The Sultan’s galleys were now despatched to Constantinople, laden with loot from their expedition against Italy. The greater part of the janissaries were also sent back, having been well paid by Barbarossa for their services. He kept with him his own galleys and some eight thousand Turks, renegades, and Moors. The Christian slaves who formed his share of the captives were set to work improving the defences of the Goletta, where a new fortress was built and a garrison of five hundred men installed. Throughout the winter of 1534 the work went ahead. It was rumoured that Muley Hassan was engaged in treating with Charles V, offering to become his vassal if the Emperor would recapture Tunis. Meanwhile, late into the year, the galleys and galleots “were perpetually scouring the seas and coasts of Italy … being in effect absolute masters in those quarters.”
It was a bad winter for Europe. On all sides the power of the Ottoman Turks was threatening divided Christendom. Trade by sea had become so insecure that insurance rates in the Mediterranean were crippling. Venice imposed additional taxation to build new galleys to try to defend what was left of the city’s trade with the East. But now that both Egypt and Syria were part of the Ottoman Empire, the great crescent of Turkish power had reduced the once-proud republic to a shadow of its former self. Genoa, whose western and central Mediterranean trade routes were now threatened by the Algerian Turks, was also compelled to raise taxes to construct fresh fortifications along the coast, and to build and arm new galleys. Many of the innumerable watchtowers and small forts that dot the coastlines of the Mediterranean countries and of the islands date from this period. Meanwhile, coastal towns and fishing ports began to fall into decay as more and more of the inhabitants removed themselves to the hilltop villages. Offshore fishing, once one of the main activities of islands like Sicily, Sardinia, and Corsica, was heavily affected—for only great courage, or hunger, could drive men down to their open boats to run the risk of being killed, sold as slaves, or ending up on a Turkish oar bench.
The reign of the corsairs had begun, and although the events of the following year might seem to alleviate Europe’s distress, the pattern of life in the Mediterranean had now been so altered by Barbarossa that it would be centuries before normal conditions of trade would return. This sea, which had not been united since the days of the Roman Empire, and which had subsequently been disputed over by as many as twenty different states, was now—except for Spain and its possessions—predominantly Turkish. This astounding change in the heart of the Western world had been almost entirely brought about by two men, Aruj and Khizr, or Kheir-ed-Din, Barbarossa.
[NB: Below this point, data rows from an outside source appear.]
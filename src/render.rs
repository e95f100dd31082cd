//! Text and JSON rendering of a [`GameView`].

use crate::games::tictactoe::{GameView, Position, Square};
use serde::{Deserialize, Serialize};
use tracing::instrument;

/// How views are written to stdout.
#[derive(
    Debug,
    Clone,
    Copy,
    PartialEq,
    Eq,
    Default,
    Serialize,
    Deserialize,
    strum::Display,
    strum::EnumString,
)]
#[serde(rename_all = "lowercase")]
#[strum(serialize_all = "lowercase", ascii_case_insensitive)]
pub enum OutputFormat {
    /// Board grid, status line, and move list.
    #[default]
    Text,
    /// The view serialized as one JSON object per line.
    Json,
}

/// Renders `view` in `format`.
///
/// # Errors
///
/// Returns an error only if JSON serialization fails.
#[instrument(skip(view))]
pub fn render(
    view: &GameView,
    format: OutputFormat,
    show_coordinates: bool,
) -> Result<String, serde_json::Error> {
    match format {
        OutputFormat::Text => Ok(render_text(view, show_coordinates)),
        OutputFormat::Json => serde_json::to_string(view),
    }
}

/// Renders `view` as plain text.
///
/// Winning cells are wrapped in brackets; empty cells show their index.
pub fn render_text(view: &GameView, show_coordinates: bool) -> String {
    let mut out = String::new();

    for row in 0..3 {
        let cells: Vec<String> = (0..3)
            .filter_map(|col| Position::from_index(row * 3 + col))
            .map(|pos| {
                let symbol = match view.board.get(pos) {
                    Square::Empty => pos.to_index().to_string(),
                    Square::Occupied(mark) => mark.to_string(),
                };
                let highlighted = view.winning_line.is_some_and(|line| line.contains(pos));
                if highlighted {
                    format!("[{}]", symbol)
                } else {
                    format!(" {} ", symbol)
                }
            })
            .collect();
        out.push_str(&cells.join("|"));
        out.push('\n');
        if row < 2 {
            out.push_str("---+---+---\n");
        }
    }

    out.push('\n');
    out.push_str(&view.status_text);
    out.push('\n');

    for entry in &view.moves {
        let marker = if entry.is_current { '>' } else { ' ' };
        out.push_str(&format!("{} {:>2}. {}", marker, entry.index, entry.description));
        if show_coordinates
            && let (Some(mark), Some((row, col))) = (entry.mark, entry.location)
        {
            out.push_str(&format!(" ({} at ({}, {}))", mark, row, col));
        }
        out.push('\n');
    }

    out
}
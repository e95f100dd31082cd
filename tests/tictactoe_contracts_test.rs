//! Tests for play contracts and history invariants.

use timetravel_tictactoe::{
    AlternatingMarksInvariant, Contract, GameState, HistoryInvariants, Invariant, InvariantSet,
    Mark, Move, MoveError, PlayContract, Position, SingleMarkPerStepInvariant,
};

#[test]
fn test_precondition_rejects_occupied_cell() {
    let game = GameState::replay(&[0]).unwrap();
    let action = Move::new(Mark::O, Position::TopLeft);
    assert_eq!(
        PlayContract::pre(&game, &action),
        Err(MoveError::SquareOccupied(Position::TopLeft))
    );
}

#[test]
fn test_precondition_rejects_decided_game() {
    let game = GameState::replay(&[0, 3, 1, 4, 2]).unwrap();
    let action = Move::new(Mark::O, Position::BottomRight);
    assert_eq!(PlayContract::pre(&game, &action), Err(MoveError::GameOver));
}

#[test]
fn test_postcondition_after_branching() {
    let mut before = GameState::replay(&[0, 3, 1]).unwrap();
    before.jump_to(1);
    let mut after = before.clone();
    after.try_play(8).unwrap();
    assert!(PlayContract::post(&before, &after).is_ok());
}

#[test]
fn test_invariants_hold_through_a_game() {
    let mut game = GameState::new();
    for cell in [4, 0, 8, 2, 6] {
        game.play(cell);
        assert!(HistoryInvariants::check_all(&game).is_ok());
    }
    game.jump_to(2);
    assert!(HistoryInvariants::check_all(&game).is_ok());
    assert!(AlternatingMarksInvariant::holds(&game));
    assert!(SingleMarkPerStepInvariant::holds(&game));
}

#[test]
fn test_invariant_descriptions() {
    assert_eq!(
        AlternatingMarksInvariant::description(),
        "Marks alternate starting with X"
    );
}
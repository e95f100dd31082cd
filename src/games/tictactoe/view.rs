//! Derived view of a game for frontends.
//!
//! Nothing here is stored: a `GameView` is recomputed from `GameState`
//! after every mutation and handed to whatever renders it.

use super::phases::GameStatus;
use super::rules::WinningLine;
use super::{Board, GameState, Mark};
use serde::{Deserialize, Serialize};
use tracing::instrument;

/// Order in which the move list is presented.
#[derive(
    Debug,
    Clone,
    Copy,
    PartialEq,
    Eq,
    Hash,
    Default,
    Serialize,
    Deserialize,
    strum::Display,
    strum::EnumString,
)]
#[serde(rename_all = "lowercase")]
#[strum(serialize_all = "lowercase", ascii_case_insensitive)]
pub enum MoveOrder {
    /// Game start first.
    #[default]
    Ascending,
    /// Latest move first.
    Descending,
}

impl MoveOrder {
    /// Returns the opposite order.
    pub fn toggled(self) -> Self {
        match self {
            MoveOrder::Ascending => MoveOrder::Descending,
            MoveOrder::Descending => MoveOrder::Ascending,
        }
    }
}

/// One row of the move list: a jump target.
#[derive(Debug, Clone, PartialEq, Eq, Serialize, Deserialize)]
pub struct MoveEntry {
    /// Snapshot index to jump to.
    pub index: usize,
    /// Button text.
    pub description: String,
    /// Mark placed by the move that produced this snapshot.
    pub mark: Option<Mark>,
    /// `(row, col)` of that move.
    pub location: Option<(usize, usize)>,
    /// Whether this is the snapshot under the cursor.
    pub is_current: bool,
}

impl MoveEntry {
    fn describe(index: usize, is_current: bool) -> String {
        match (index, is_current) {
            (0, true) => "You are at game start".to_string(),
            (0, false) => "Go to game start".to_string(),
            (n, true) => format!("You are at move #{}", n),
            (n, false) => format!("Go to move #{}", n),
        }
    }
}

/// Everything a frontend shows for one state of the game.
#[derive(Debug, Clone, PartialEq, Eq, Serialize, Deserialize)]
pub struct GameView {
    /// Board under the cursor.
    pub board: Board,
    /// Cells to highlight, when the current board is won.
    pub winning_line: Option<WinningLine>,
    /// Status of the current board.
    pub status: GameStatus,
    /// Status as display text: `Winner: X`, `Next player: O`, or `Draw`.
    pub status_text: String,
    /// Cursor position.
    pub current_move: usize,
    /// Move list in presentation order.
    pub moves: Vec<MoveEntry>,
    /// Order of `moves`.
    pub order: MoveOrder,
}

impl GameView {
    /// Derives the view of `game` with the move list in `order`.
    #[instrument(skip(game), fields(current = game.current_move(), len = game.len()))]
    pub fn derive(game: &GameState, order: MoveOrder) -> Self {
        let status = game.status();
        let winning_line = match status {
            GameStatus::Won { line, .. } => Some(line),
            _ => None,
        };

        let current = game.current_move();
        let mut moves: Vec<MoveEntry> = game
            .history()
            .snapshots()
            .iter()
            .enumerate()
            .map(|(index, snapshot)| {
                let placed = snapshot.placed();
                MoveEntry {
                    index,
                    description: MoveEntry::describe(index, index == current),
                    mark: placed.map(|m| m.mark),
                    location: placed.map(|m| m.location()),
                    is_current: index == current,
                }
            })
            .collect();

        if order == MoveOrder::Descending {
            moves.reverse();
        }

        Self {
            board: *game.current_board(),
            winning_line,
            status,
            status_text: status.to_string(),
            current_move: current,
            moves,
            order,
        }
    }
}
//! Line-oriented frontend: read commands, dispatch, print the view.

use crate::config::AppConfig;
use crate::render::render;
use crate::session::{Event, Session};
use anyhow::{Context, Result};
use std::io::{BufRead, Write};
use tracing::{debug, info, instrument, warn};

const HELP: &str = "\
Commands:
  play <cell>   place the next mark (cell 0-8 or a name like 'center')
  jump <move>   go back or forward to move N (0 is game start)
  toggle        flip the move list order
  restart       start a new game
  show          print the board again
  help          show this message
  quit          exit";

/// What a single line of input asks for.
#[derive(Debug, Clone, Copy, PartialEq, Eq)]
enum Line {
    Event(Event),
    Show,
    Help,
    Quit,
    Blank,
}

fn classify(line: &str) -> Result<Line, crate::session::ParseEventError> {
    match line.trim().to_lowercase().as_str() {
        "" => Ok(Line::Blank),
        "show" | "s" => Ok(Line::Show),
        "help" | "h" | "?" => Ok(Line::Help),
        "quit" | "q" | "exit" => Ok(Line::Quit),
        _ => line.parse().map(Line::Event),
    }
}

/// Prints the current view of `session` to `output`.
fn print_view<W: Write>(session: &Session, config: &AppConfig, output: &mut W) -> Result<()> {
    let rendered = render(&session.view(), *config.format(), *config.show_coordinates())
        .context("Failed to render view")?;
    writeln!(output, "{}", rendered).context("Failed to write view")?;
    Ok(())
}

/// Runs the interactive loop until `quit` or end of input.
///
/// Bad commands and out-of-range jumps print an error line and the loop
/// continues.
#[instrument(skip_all)]
pub fn run<R: BufRead, W: Write>(
    session: &mut Session,
    config: &AppConfig,
    input: R,
    mut output: W,
) -> Result<()> {
    info!("Starting interactive session");
    print_view(session, config, &mut output)?;

    for line in input.lines() {
        let line = line.context("Failed to read input")?;
        debug!(%line, "Read command");

        match classify(&line) {
            Ok(Line::Blank) => continue,
            Ok(Line::Quit) => break,
            Ok(Line::Help) => writeln!(output, "{}", HELP)?,
            Ok(Line::Show) => print_view(session, config, &mut output)?,
            Ok(Line::Event(event)) => match session.dispatch(event) {
                Ok(_) => print_view(session, config, &mut output)?,
                Err(error) => {
                    warn!(%error, "Rejected jump");
                    writeln!(output, "error: {}", error)?;
                }
            },
            Err(error) => writeln!(output, "error: {} (type 'help')", error)?,
        }
    }

    info!(moves = session.game().len() - 1, "Session ended");
    Ok(())
}

/// Applies `commands` in order and prints the final view.
///
/// # Errors
///
/// Fails on the first command that does not parse or jumps out of range.
#[instrument(skip(session, config, output))]
pub fn replay<W: Write>(
    session: &mut Session,
    config: &AppConfig,
    commands: &[String],
    mut output: W,
) -> Result<()> {
    for command in commands {
        let event: Event = command
            .parse()
            .with_context(|| format!("Invalid command '{}'", command))?;
        session
            .dispatch(event)
            .with_context(|| format!("Command '{}' failed", command))?;
    }
    print_view(session, config, &mut output)
}
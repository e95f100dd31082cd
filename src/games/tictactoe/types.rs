//! Core domain types for tic-tac-toe.

use super::position::Position;
use serde::{Deserialize, Serialize};
use tracing::instrument;

/// Mark placed by a player.
#[derive(
    Debug, Clone, Copy, PartialEq, Eq, Hash, Serialize, Deserialize, derive_more::Display,
)]
pub enum Mark {
    /// Mark X (moves first).
    #[display("X")]
    X,
    /// Mark O (moves second).
    #[display("O")]
    O,
}

impl Mark {
    /// Returns the mark that moves when `moves_played` moves are already on the board.
    ///
    /// X moves on even counts, O on odd counts.
    pub fn for_move(moves_played: usize) -> Self {
        if moves_played % 2 == 0 { Mark::X } else { Mark::O }
    }
}

/// A square on the tic-tac-toe board.
#[derive(Debug, Clone, Copy, PartialEq, Eq, Hash, Default, Serialize, Deserialize)]
pub enum Square {
    /// Empty square.
    #[default]
    Empty,
    /// Square occupied by a mark.
    Occupied(Mark),
}

/// 3x3 tic-tac-toe board, one snapshot of the game.
#[derive(Debug, Clone, Copy, PartialEq, Eq, Hash, Default, Serialize, Deserialize)]
pub struct Board {
    /// Squares in row-major order (0-8).
    squares: [Square; 9],
}

impl Board {
    /// Creates a new empty board.
    pub fn new() -> Self {
        Self {
            squares: [Square::Empty; 9],
        }
    }

    /// Creates a board from squares in row-major order.
    pub fn from_squares(squares: [Square; 9]) -> Self {
        Self { squares }
    }

    /// Gets the square at the given position.
    pub fn get(&self, pos: Position) -> Square {
        self.squares[pos.to_index()]
    }

    /// Sets the square at the given position.
    pub fn set(&mut self, pos: Position, square: Square) {
        self.squares[pos.to_index()] = square;
    }

    /// Returns a copy of this board with `mark` placed at `pos`.
    ///
    /// The receiver is left untouched; snapshots in history are never edited.
    #[instrument(skip(self))]
    pub fn with_mark(&self, pos: Position, mark: Mark) -> Self {
        let mut next = *self;
        next.set(pos, Square::Occupied(mark));
        next
    }

    /// Checks if a square is empty.
    pub fn is_empty(&self, pos: Position) -> bool {
        self.get(pos) == Square::Empty
    }

    /// Returns all squares.
    pub fn squares(&self) -> &[Square; 9] {
        &self.squares
    }

    /// Counts the occupied squares.
    pub fn occupied(&self) -> usize {
        self.squares.iter().filter(|s| **s != Square::Empty).count()
    }

}

#[cfg(test)]
mod tests {
    use super::*;

    #[test]
    fn test_parity() {
        assert_eq!(Mark::for_move(0), Mark::X);
        assert_eq!(Mark::for_move(1), Mark::O);
        assert_eq!(Mark::for_move(8), Mark::X);
    }

    #[test]
    fn test_with_mark_copies_board() {
        let board = Board::new();
        let next = board.with_mark(Position::Center, Mark::X);
        assert!(board.is_empty(Position::Center));
        assert_eq!(next.get(Position::Center), Square::Occupied(Mark::X));
        assert_eq!(next.occupied(), 1);
    }
}
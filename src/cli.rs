//! Command-line interface for the tic-tac-toe frontend.

use clap::{Parser, Subcommand};
use timetravel_tictactoe::OutputFormat;

/// Time-travel tic-tac-toe for two players at one terminal
#[derive(Parser, Debug)]
#[command(name = "tictactoe")]
#[command(about = "Two-player tic-tac-toe with move history navigation", long_about = None)]
#[command(version)]
pub struct Cli {
    /// Path to a TOML config file
    #[arg(short, long, global = true)]
    pub config: Option<std::path::PathBuf>,

    /// Output format (text or json), overrides the config file
    #[arg(short, long, global = true)]
    pub format: Option<OutputFormat>,

    /// List moves latest first, overrides the config file
    #[arg(long, global = true)]
    pub descending: bool,

    /// Subcommand to run
    #[command(subcommand)]
    pub command: Command,
}

/// Available commands
#[derive(Subcommand, Debug)]
pub enum Command {
    /// Play interactively, one command per line on stdin
    Play,

    /// Apply commands in order and print the final view
    Replay {
        /// Commands such as "play 4", "jump 0", "toggle"
        #[arg(required = true)]
        commands: Vec<String>,
    },
}
//! Frontend configuration loaded from TOML.

use crate::games::tictactoe::MoveOrder;
use crate::render::OutputFormat;
use derive_getters::Getters;
use derive_more::{Display, Error};
use serde::{Deserialize, Serialize};
use std::path::Path;
use tracing::{debug, info, instrument};

/// Configuration for the text frontend.
///
/// Every field has a default, so an empty file is a valid config.
#[derive(Debug, Clone, PartialEq, Eq, Getters, Serialize, Deserialize)]
pub struct AppConfig {
    /// Initial order of the move list.
    #[serde(default)]
    order: MoveOrder,

    /// Render format for views.
    #[serde(default)]
    format: OutputFormat,

    /// `EnvFilter` directives used when `RUST_LOG` is unset.
    #[serde(default)]
    log_filter: Option<String>,

    /// Show `(row, col)` of each move in the text move list.
    #[serde(default = "default_show_coordinates")]
    show_coordinates: bool,
}

fn default_show_coordinates() -> bool {
    true
}

impl Default for AppConfig {
    fn default() -> Self {
        Self {
            order: MoveOrder::default(),
            format: OutputFormat::default(),
            log_filter: None,
            show_coordinates: default_show_coordinates(),
        }
    }
}

impl AppConfig {
    /// Loads configuration from TOML file.
    #[instrument(skip(path), fields(path = %path.as_ref().display()))]
    pub fn from_file(path: impl AsRef<Path>) -> Result<Self, ConfigError> {
        debug!("Loading config from file");
        let content = std::fs::read_to_string(path.as_ref())
            .map_err(|e| ConfigError::new(format!("Failed to read config file: {}", e)))?;

        let config = Self::from_toml(&content)?;
        info!(order = %config.order, format = %config.format, "Config loaded successfully");
        Ok(config)
    }

    /// Parses configuration from a TOML string.
    #[instrument(skip(content))]
    pub fn from_toml(content: &str) -> Result<Self, ConfigError> {
        toml::from_str(content)
            .map_err(|e| ConfigError::new(format!("Failed to parse config: {}", e)))
    }

    /// Loads `path` if given, defaults otherwise.
    #[instrument]
    pub fn load(path: Option<&Path>) -> Result<Self, ConfigError> {
        match path {
            Some(path) => Self::from_file(path),
            None => Ok(Self::default()),
        }
    }

    /// Overrides the move list order.
    pub fn with_order(mut self, order: MoveOrder) -> Self {
        self.order = order;
        self
    }

    /// Overrides the render format.
    pub fn with_format(mut self, format: OutputFormat) -> Self {
        self.format = format;
        self
    }
}

/// Configuration error.
#[derive(Debug, Clone, Display, Error)]
#[display("Config error: {} at {}:{}", message, file, line)]
pub struct ConfigError {
    /// Error message.
    pub message: String,
    /// Line number where error occurred.
    pub line: u32,
    /// Source file where error occurred.
    pub file: &'static str,
}

impl ConfigError {
    /// Creates a new configuration error.
    #[track_caller]
    #[instrument(skip(message))]
    pub fn new(message: String) -> Self {
        let loc = std::panic::Location::caller();
        Self {
            message,
            line: loc.line(),
            file: loc.file(),
        }
    }
}

#[cfg(test)]
mod tests {
    use super::*;

    #[test]
    fn test_empty_config_uses_defaults() {
        let config = AppConfig::from_toml("").unwrap();
        assert_eq!(config, AppConfig::default());
        assert!(*config.show_coordinates());
        assert_eq!(*config.order(), MoveOrder::Ascending);
    }

    #[test]
    fn test_parse_full_config() {
        let config = AppConfig::from_toml(
            r#"
order = "descending"
format = "json"
log_filter = "timetravel_tictactoe=debug"
show_coordinates = false
"#,
        )
        .unwrap();
        assert_eq!(*config.order(), MoveOrder::Descending);
        assert_eq!(*config.format(), OutputFormat::Json);
        assert_eq!(config.log_filter().as_deref(), Some("timetravel_tictactoe=debug"));
        assert!(!*config.show_coordinates());
    }

    #[test]
    fn test_bad_value_is_error() {
        let err = AppConfig::from_toml(r#"order = "sideways""#).unwrap_err();
        assert!(err.message.contains("Failed to parse config"));
    }
}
It is possible that Barbarossa had overreached himself in his seizure of Tunis. Alternatively, if he intended to make sure of his new territory, he should have retained the Sultan’s ships and janissaries. But this may not have been possible, for Suleiman was engaged in his war with Persia (one of the few strategic mistakes in his reign), and could not afford to leave so many valuable men in North Africa. Barbarossa, also, had most probably calculated that in view of the divided state of Europe, even Charles V would find it difficult to mount a large-scale expedition against Tunis. In this he was to be proved wrong.
Charles V could not ignore the threat that Barbarossa’s occupation of Tunis posed to his Sicilian possessions. If he allowed the Turks to establish themselves in Tunisia he would soon find that Sicily was untenable. It was less than one hundred miles from the Cape Bon peninsula to the ports of Trapani and Marsala, an easy striking distance for galleys. They could be across the strait of Sicily in twenty-four hours, raid and devastate the coastline, and be back in Tunis before the news had even reached Palermo. Charles did not have so many war galleys at his disposal that he could afford to keep a squadron of them permanently in western Sicily: something that would be absolutely essential if he were to leave Barbarossa secure in Tunis. There was only one solution: to regain Tunis immediately and restore a ruler who would be a friendly vassal of Spain.